─── The input ───
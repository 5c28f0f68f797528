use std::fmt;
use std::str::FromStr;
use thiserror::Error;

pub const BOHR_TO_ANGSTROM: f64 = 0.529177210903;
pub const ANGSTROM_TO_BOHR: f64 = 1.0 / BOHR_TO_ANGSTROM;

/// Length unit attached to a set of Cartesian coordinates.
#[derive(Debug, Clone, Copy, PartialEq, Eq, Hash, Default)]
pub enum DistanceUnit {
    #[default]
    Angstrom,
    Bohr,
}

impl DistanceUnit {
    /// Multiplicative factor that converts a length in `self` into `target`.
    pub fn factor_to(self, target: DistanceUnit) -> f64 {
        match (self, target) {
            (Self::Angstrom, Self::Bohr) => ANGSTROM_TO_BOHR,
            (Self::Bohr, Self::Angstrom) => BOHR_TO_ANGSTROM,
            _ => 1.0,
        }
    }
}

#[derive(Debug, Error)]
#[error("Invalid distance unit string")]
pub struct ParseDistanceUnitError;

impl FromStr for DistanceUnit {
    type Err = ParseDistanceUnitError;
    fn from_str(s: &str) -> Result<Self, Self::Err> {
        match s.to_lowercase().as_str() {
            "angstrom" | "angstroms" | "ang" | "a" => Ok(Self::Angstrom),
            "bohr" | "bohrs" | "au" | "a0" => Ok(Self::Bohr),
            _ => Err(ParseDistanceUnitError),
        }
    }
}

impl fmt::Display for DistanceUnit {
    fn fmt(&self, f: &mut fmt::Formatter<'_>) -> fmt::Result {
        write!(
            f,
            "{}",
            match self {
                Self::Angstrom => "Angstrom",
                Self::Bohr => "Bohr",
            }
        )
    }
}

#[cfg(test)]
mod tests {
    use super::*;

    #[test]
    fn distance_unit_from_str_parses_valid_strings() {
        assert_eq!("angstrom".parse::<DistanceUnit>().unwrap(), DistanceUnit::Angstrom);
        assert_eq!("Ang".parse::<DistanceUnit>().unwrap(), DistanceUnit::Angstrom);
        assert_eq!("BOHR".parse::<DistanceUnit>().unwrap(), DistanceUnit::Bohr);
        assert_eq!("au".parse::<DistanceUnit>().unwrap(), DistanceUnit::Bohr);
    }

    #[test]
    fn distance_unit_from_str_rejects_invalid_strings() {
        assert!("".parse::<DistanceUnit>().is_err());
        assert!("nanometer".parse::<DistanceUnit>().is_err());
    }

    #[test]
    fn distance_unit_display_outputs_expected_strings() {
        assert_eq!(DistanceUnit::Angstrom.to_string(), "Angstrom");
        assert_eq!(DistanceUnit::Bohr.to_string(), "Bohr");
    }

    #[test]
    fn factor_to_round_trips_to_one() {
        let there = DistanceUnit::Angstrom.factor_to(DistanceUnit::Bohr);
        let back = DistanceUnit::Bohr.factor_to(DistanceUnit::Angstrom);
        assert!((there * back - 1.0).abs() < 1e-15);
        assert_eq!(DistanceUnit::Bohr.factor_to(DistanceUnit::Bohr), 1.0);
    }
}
───
**What is expected:**
Copy each line from the data above that includes "Debug".

**Task answer:**
#[derive(Debug, Clone, Copy, PartialEq, Eq, Hash, Default)]
#[derive(Debug, Error)]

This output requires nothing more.